Title:Co-treatment of Astragaloside IV with Vitamin D in Diabetic Peripheral
Neuropathic Rats: Protective Effects and Potential Mechanisms
Volume: 17
Author(s): Fengyan Tang, Bo Zhao, Li Zhang, Faisal Raza*, Hajra Zafar, Shao Zhong*, Lin Li, Wenhua Zhu, Lingna Fang, Bing Lu, Liwen Shen, Ping Guo, Nengxing Yu and Quanmin Li*
Affiliation:
- School of Pharmacy, Shanghai Jiao Tong University, Shanghai, 200240, China
- Department of Endocrinology, Affiliated Kunshan Hospital of Jiangsu University, Kunshan, 215399, Jiangsu, China
- Department of Endocrinology, PLA Rocket Force Characteristic Medical Center, 100000, Beijing, China
Keywords:
Combination application, AS-IV, Vit-D, Anti-oxidant, Anti-inflammatory, SCV. Article
Abstract:
Objective:
The potential mechanism underlying the protective effect of Astragaloside IV (AS-IV) co-treatment with 1, 25-dihydroxy-vitamin D (Vit-D) on
neuropathy in diabetic high-fat rats was investigated.
Methods:
The rat diabetic hyperlipidemia (DH) model was established via streptozotocin and a high-fat diet (HFD). After co-treatment (of AS-IV and Vit-D
at respective doses of 50 mg/kg via oral gavage and 30000 IU/kg via intramuscular injection), blood glucose levels, markers of inflammation and
oxidative stress, as well as apoptosis and histopathology were evaluated with appropriate techniques.
Results:
Co-treatment could effectively reduce blood glucose levels substantially (p< 0.01), improve weight loss, and decrease oral glucose tolerance.

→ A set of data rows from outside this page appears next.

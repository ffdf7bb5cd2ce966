//! Text utilities: tokenization, TF-IDF vectorization, cosine similarity,
//! and a small lexicon-based sentiment polarity score.
//!
//! The vectorizer keeps a bounded vocabulary (most frequent terms across the
//! corpus, ties broken alphabetically for determinism), applies smoothed
//! inverse document frequency, and L2-normalizes each vector so that the dot
//! product of two vectors is their cosine similarity.

use std::collections::HashMap;

/// English stop words stripped before vectorization and keyword matching.
const STOP_WORDS: &[&str] = &[
    "a", "about", "after", "all", "also", "an", "and", "any", "are", "as", "at", "be", "because",
    "been", "before", "but", "by", "can", "could", "did", "do", "does", "down", "each", "few",
    "for", "from", "had", "has", "have", "he", "her", "here", "him", "his", "how", "i", "if",
    "in", "into", "is", "it", "its", "just", "me", "more", "most", "my", "no", "not", "now", "of",
    "off", "on", "once", "only", "or", "other", "our", "out", "over", "own", "she", "so", "some",
    "such", "than", "that", "the", "their", "them", "then", "there", "these", "they", "this",
    "those", "through", "to", "too", "under", "up", "very", "was", "we", "were", "what", "when",
    "where", "which", "while", "who", "why", "will", "with", "you", "your",
];

fn is_stop_word(token: &str) -> bool {
    STOP_WORDS.binary_search(&token).is_ok()
}

/// Lowercase a text and split it into alphanumeric tokens, dropping
/// single characters and stop words.
pub fn tokenize(text: &str) -> Vec<String> {
    text.to_lowercase()
        .split(|c: char| !c.is_alphanumeric())
        .filter(|t| t.len() > 1 && !is_stop_word(t))
        .map(|t| t.to_string())
        .collect()
}

/// Sparse L2-normalized vector: (term index, weight) pairs sorted by index
#[derive(Debug, Clone, Default)]
pub struct SparseVector(Vec<(u32, f32)>);

impl SparseVector {
    /// Dot product of two sparse vectors (cosine similarity when both are
    /// L2-normalized). Merge walk over the sorted index lists.
    pub fn dot(&self, other: &SparseVector) -> f32 {
        let (mut i, mut j) = (0, 0);
        let mut sum = 0.0;
        while i < self.0.len() && j < other.0.len() {
            match self.0[i].0.cmp(&other.0[j].0) {
                std::cmp::Ordering::Less => i += 1,
                std::cmp::Ordering::Greater => j += 1,
                std::cmp::Ordering::Equal => {
                    sum += self.0[i].1 * other.0[j].1;
                    i += 1;
                    j += 1;
                }
            }
        }
        sum
    }

    pub fn is_empty(&self) -> bool {
        self.0.is_empty()
    }
}

/// TF-IDF vectorizer with a bounded vocabulary
#[derive(Debug, Clone)]
pub struct TfIdfVectorizer {
    vocabulary: HashMap<String, u32>,
    idf: Vec<f32>,
}

impl TfIdfVectorizer {
    /// Fit the vectorizer on a tokenized corpus.
    ///
    /// Vocabulary keeps the `max_features` most frequent terms across the
    /// whole corpus; idf is smoothed (`ln((1+n)/(1+df)) + 1`) so no term
    /// gets a zero weight.
    pub fn fit(corpus: &[Vec<String>], max_features: usize) -> Self {
        let mut collection_counts: HashMap<&str, u64> = HashMap::new();
        let mut document_counts: HashMap<&str, u32> = HashMap::new();

        for doc in corpus {
            let mut seen: HashMap<&str, ()> = HashMap::new();
            for token in doc {
                *collection_counts.entry(token.as_str()).or_insert(0) += 1;
                if seen.insert(token.as_str(), ()).is_none() {
                    *document_counts.entry(token.as_str()).or_insert(0) += 1;
                }
            }
        }

        // Most frequent first; alphabetical tie-break keeps the vocabulary
        // stable across rebuilds.
        let mut terms: Vec<(&str, u64)> = collection_counts.into_iter().collect();
        terms.sort_by(|a, b| b.1.cmp(&a.1).then_with(|| a.0.cmp(b.0)));
        terms.truncate(max_features);
        terms.sort_by(|a, b| a.0.cmp(b.0));

        let n_docs = corpus.len() as f32;
        let mut vocabulary = HashMap::with_capacity(terms.len());
        let mut idf = Vec::with_capacity(terms.len());
        for (index, (term, _)) in terms.into_iter().enumerate() {
            let df = document_counts.get(term).copied().unwrap_or(0) as f32;
            vocabulary.insert(term.to_string(), index as u32);
            idf.push(((1.0 + n_docs) / (1.0 + df)).ln() + 1.0);
        }

        Self { vocabulary, idf }
    }

    /// Number of terms in the fitted vocabulary
    pub fn vocabulary_size(&self) -> usize {
        self.vocabulary.len()
    }

    /// Transform a tokenized document into an L2-normalized TF-IDF vector
    pub fn transform(&self, tokens: &[String]) -> SparseVector {
        let mut tf: HashMap<u32, f32> = HashMap::new();
        for token in tokens {
            if let Some(&index) = self.vocabulary.get(token) {
                *tf.entry(index).or_insert(0.0) += 1.0;
            }
        }

        let mut entries: Vec<(u32, f32)> = tf
            .into_iter()
            .map(|(index, count)| (index, count * self.idf[index as usize]))
            .collect();
        entries.sort_unstable_by_key(|(index, _)| *index);

        let norm: f32 = entries.iter().map(|(_, w)| w * w).sum::<f32>().sqrt();
        if norm > 0.0 {
            for (_, w) in &mut entries {
                *w /= norm;
            }
        }

        SparseVector(entries)
    }
}

/// Cosine similarity between two dense vectors of equal length.
/// Returns 0.0 when either vector is all zeros.
pub fn cosine(a: &[f32], b: &[f32]) -> f32 {
    let mut dot = 0.0;
    let mut norm_a = 0.0;
    let mut norm_b = 0.0;
    for (x, y) in a.iter().zip(b) {
        dot += x * y;
        norm_a += x * x;
        norm_b += y * y;
    }
    if norm_a == 0.0 || norm_b == 0.0 {
        return 0.0;
    }
    dot / (norm_a.sqrt() * norm_b.sqrt())
}

// Sentiment lexicons. Reviews are short free text; a word-polarity average
// is enough signal for mood compatibility scoring.

const POSITIVE_WORDS: &[&str] = &[
    "amazing", "awesome", "beautiful", "brilliant", "charming", "delightful", "enjoyable",
    "excellent", "fantastic", "fun", "good", "great", "gripping", "hilarious", "incredible",
    "love", "loved", "masterpiece", "perfect", "spectacular", "stunning", "uplifting",
    "wonderful",
];

const NEGATIVE_WORDS: &[&str] = &[
    "awful", "bad", "boring", "creepy", "depressing", "disappointing", "disturbing", "dreadful",
    "dull", "frightening", "hate", "hated", "horrible", "mediocre", "painful", "poor", "scary",
    "tedious", "terrible", "terrifying", "unwatchable", "worst",
];

/// Lexicon-based sentiment polarity of a text, in [-1, 1].
///
/// Average of matched word polarities; 0.0 when no lexicon word appears.
pub fn sentiment_polarity(text: &str) -> f32 {
    let mut total = 0.0f32;
    let mut matched = 0u32;
    for token in text
        .to_lowercase()
        .split(|c: char| !c.is_alphanumeric())
        .filter(|t| !t.is_empty())
    {
        if POSITIVE_WORDS.binary_search(&token).is_ok() {
            total += 1.0;
            matched += 1;
        } else if NEGATIVE_WORDS.binary_search(&token).is_ok() {
            total -= 1.0;
            matched += 1;
        }
    }
    if matched == 0 {
        0.0
    } else {
        (total / matched as f32).clamp(-1.0, 1.0)
    }
}

#[cfg(test)]
mod tests {
    use super::*;

    fn doc(text: &str) -> Vec<String> {
        tokenize(text)
    }

    #[test]
    fn test_lexicons_are_sorted_for_binary_search() {
        assert!(STOP_WORDS.windows(2).all(|w| w[0] < w[1]));
        assert!(POSITIVE_WORDS.windows(2).all(|w| w[0] < w[1]));
        assert!(NEGATIVE_WORDS.windows(2).all(|w| w[0] < w[1]));
    }

    #[test]
    fn test_tokenize_strips_stop_words_and_short_tokens() {
        let tokens = tokenize("The quick brown fox is on a hill");
        assert_eq!(tokens, vec!["quick", "brown", "fox", "hill"]);
    }

    #[test]
    fn test_identical_documents_have_unit_similarity() {
        let corpus = vec![doc("space pirates raid the station"), doc("romance in paris")];
        let vectorizer = TfIdfVectorizer::fit(&corpus, 1000);

        let v = vectorizer.transform(&corpus[0]);
        assert!((v.dot(&v) - 1.0).abs() < 1e-5);
    }

    #[test]
    fn test_disjoint_documents_have_zero_similarity() {
        let corpus = vec![doc("space pirates raid station"), doc("romance paris love")];
        let vectorizer = TfIdfVectorizer::fit(&corpus, 1000);

        let a = vectorizer.transform(&corpus[0]);
        let b = vectorizer.transform(&corpus[1]);
        assert!(a.dot(&b).abs() < 1e-6);
    }

    #[test]
    fn test_vocabulary_is_bounded() {
        let corpus = vec![doc("alpha beta gamma delta epsilon zeta")];
        let vectorizer = TfIdfVectorizer::fit(&corpus, 3);
        assert_eq!(vectorizer.vocabulary_size(), 3);
    }

    #[test]
    fn test_dense_cosine() {
        assert!((cosine(&[1.0, 0.0], &[1.0, 0.0]) - 1.0).abs() < 1e-6);
        assert!(cosine(&[1.0, 0.0], &[0.0, 1.0]).abs() < 1e-6);
        assert!((cosine(&[1.0, 0.0], &[-1.0, 0.0]) + 1.0).abs() < 1e-6);
        assert_eq!(cosine(&[0.0, 0.0], &[1.0, 1.0]), 0.0);
    }

    #[test]
    fn test_sentiment_polarity_signs() {
        assert!(sentiment_polarity("an amazing, wonderful masterpiece") > 0.5);
        assert!(sentiment_polarity("boring, terrible and dull") < -0.5);
        assert_eq!(sentiment_polarity("the plot concerns a detective"), 0.0);
    }

    #[test]
    fn test_sentiment_polarity_sees_every_lexicon_word() {
        for word in POSITIVE_WORDS {
            assert!(sentiment_polarity(word) > 0.0, "{word} should read positive");
        }
        for word in NEGATIVE_WORDS {
            assert!(sentiment_polarity(word) < 0.0, "{word} should read negative");
        }
    }

    #[test]
    fn test_sentiment_polarity_mixed() {
        let polarity = sentiment_polarity("great acting but a terrible script");
        assert!(polarity.abs() < 1e-6);
    }
}
//! Shared output types and the scorer trait.

use crate::error::Result;
use crate::mood::Mood;
use catalog::{CatalogSnapshot, Genre, MovieId, TrendingPeriod, UserId};
use serde::Serialize;
use std::collections::HashSet;

/// Which scoring strategy produced (or contributed to) a recommendation
#[derive(Debug, Clone, Copy, PartialEq, Eq, Serialize)]
pub enum ScoreSource {
    Content,
    Collaborative,
    Mood,
    Group,
    Popularity,
    Hybrid,
}

/// One source's share of a blended score
#[derive(Debug, Clone, Copy, Serialize)]
pub struct SourceContribution {
    pub source: ScoreSource,
    pub score: f32,
}

/// A single ranked recommendation.
///
/// Transient: produced per request and handed to the API layer, never
/// persisted by the core. `breakdown` carries the per-source contributions
/// for blended results; single-source scorers emit one entry.
#[derive(Debug, Clone, Serialize)]
pub struct Recommendation {
    pub movie_id: MovieId,
    pub score: f32,
    pub source: ScoreSource,
    pub breakdown: Vec<SourceContribution>,
}

impl Recommendation {
    /// Create a recommendation attributed to a single source
    pub fn new(movie_id: MovieId, source: ScoreSource, score: f32) -> Self {
        Self {
            movie_id,
            score,
            source,
            breakdown: vec![SourceContribution { source, score }],
        }
    }
}

/// Structured justification for a single (user, movie) recommendation
#[derive(Debug, Clone, Serialize)]
pub enum Explanation {
    /// "Similar to a movie you rated highly"
    Content {
        reason: String,
        anchor_title: String,
        anchor_rating: f32,
        similarity: f32,
        shared_genres: Vec<Genre>,
        shared_themes: Vec<&'static str>,
    },
    /// "Users like you rated this highly"
    Collaborative {
        reason: String,
        supporting_users: usize,
        average_rating: f32,
    },
    /// "Fits this mood"
    Mood {
        reason: String,
        mood: Mood,
        mood_score: f32,
        matching_genres: Vec<Genre>,
    },
    /// "Balances the whole group's tastes"
    Group {
        reason: String,
        shared_genres: Vec<Genre>,
        quality_rating: f32,
    },
    /// "Currently trending"
    Trending {
        reason: String,
        period: TrendingPeriod,
    },
}

impl Explanation {
    /// The human-readable reason line
    pub fn reason(&self) -> &str {
        match self {
            Explanation::Content { reason, .. }
            | Explanation::Collaborative { reason, .. }
            | Explanation::Mood { reason, .. }
            | Explanation::Group { reason, .. }
            | Explanation::Trending { reason, .. } => reason,
        }
    }

    /// Short label for the explanation type
    pub fn kind(&self) -> &'static str {
        match self {
            Explanation::Content { .. } => "content_based",
            Explanation::Collaborative { .. } => "collaborative",
            Explanation::Mood { .. } => "mood_based",
            Explanation::Group { .. } => "group_consensus",
            Explanation::Trending { .. } => "trending",
        }
    }
}

/// Capability contract every concrete scorer implements.
///
/// The hybrid engine only depends on this trait, so any type providing
/// {recommend, explain} is substitutable as a blend source.
pub trait Scorer: Send + Sync {
    /// Name used in logs
    fn name(&self) -> &'static str;

    /// Ranked recommendations for a user, highest score first
    fn recommend(&self, user_id: UserId, limit: usize) -> Result<Vec<Recommendation>>;

    /// Why this movie suits this user, if the scorer has a story to tell
    fn explain(&self, user_id: UserId, movie_id: MovieId) -> Option<Explanation>;
}

/// Sort recommendations by score descending, breaking ties by movie id so
/// repeated runs over unchanged data stay rank-order stable, then truncate.
pub fn rank(mut recommendations: Vec<Recommendation>, limit: usize) -> Vec<Recommendation> {
    recommendations.sort_by(|a, b| {
        b.score
            .partial_cmp(&a.score)
            .unwrap_or(std::cmp::Ordering::Equal)
            .then_with(|| a.movie_id.cmp(&b.movie_id))
    });
    recommendations.truncate(limit);
    recommendations
}

/// Popularity ranking used whenever a scorer lacks the data to do better.
/// Already-excluded movies never appear in the result.
pub fn popularity_fallback(
    snapshot: &CatalogSnapshot,
    exclude: &HashSet<MovieId>,
    limit: usize,
) -> Vec<Recommendation> {
    snapshot
        .popular_movies(limit + exclude.len())
        .into_iter()
        .filter(|id| !exclude.contains(id))
        .take(limit)
        .map(|id| {
            let popularity = snapshot.movie(id).map_or(0.0, |m| m.popularity);
            Recommendation::new(id, ScoreSource::Popularity, popularity)
        })
        .collect()
}

#[cfg(test)]
mod tests {
    use super::*;

    #[test]
    fn test_rank_orders_desc_with_id_tiebreak() {
        let recs = vec![
            Recommendation::new(3, ScoreSource::Content, 0.5),
            Recommendation::new(1, ScoreSource::Content, 0.9),
            Recommendation::new(2, ScoreSource::Content, 0.5),
        ];

        let ranked = rank(recs, 10);
        let ids: Vec<_> = ranked.iter().map(|r| r.movie_id).collect();
        assert_eq!(ids, vec![1, 2, 3]);
    }

    #[test]
    fn test_rank_truncates() {
        let recs = (0..10)
            .map(|i| Recommendation::new(i, ScoreSource::Content, i as f32))
            .collect();
        assert_eq!(rank(recs, 3).len(), 3);
    }
}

Reduced respective sensory and motor nerve conduction velocities in rats were substantially improved (p<0.01) after co-treatment. Also, we
observed obvious improvement in DH-induced injured nerve fiber myelin structure and other organ pathologies in co-treated rats. Besides, we
observed up-regulated expressions of peroxisomal-proliferator activated receptor-alpha (PPAR-α) and Vit-D receptors (VDR) (p< 0.01) through
the western blotting technique. Using the same technique, we also discovered reduced levels of interleukin (IL)1 beta, IL-6, and tumor necrosis
factor-alpha, coupled with increased IL-10 and superoxide dismutase levels (p< 0.01). Importantly, co-treatment could effectively exert antioxidative
and anti-inflammatory effects. Also, co-treatment resulted in the up-regulation of PPAR-α and VDR expressions, inhibition of the
renin–angiotensin–aldosterone system, and promotion of β-cell sensitivity to insulin.
Conclusion:
The combined application of AS-IV and Vit-D exhibited health effects such as anti-oxidation, regulation of inflammatory factors, and promotion of
cell repair, which may be considered as the mechanisms underlying treatment of diabetic peripheral neuropathy and improvement in biochemical
indicators.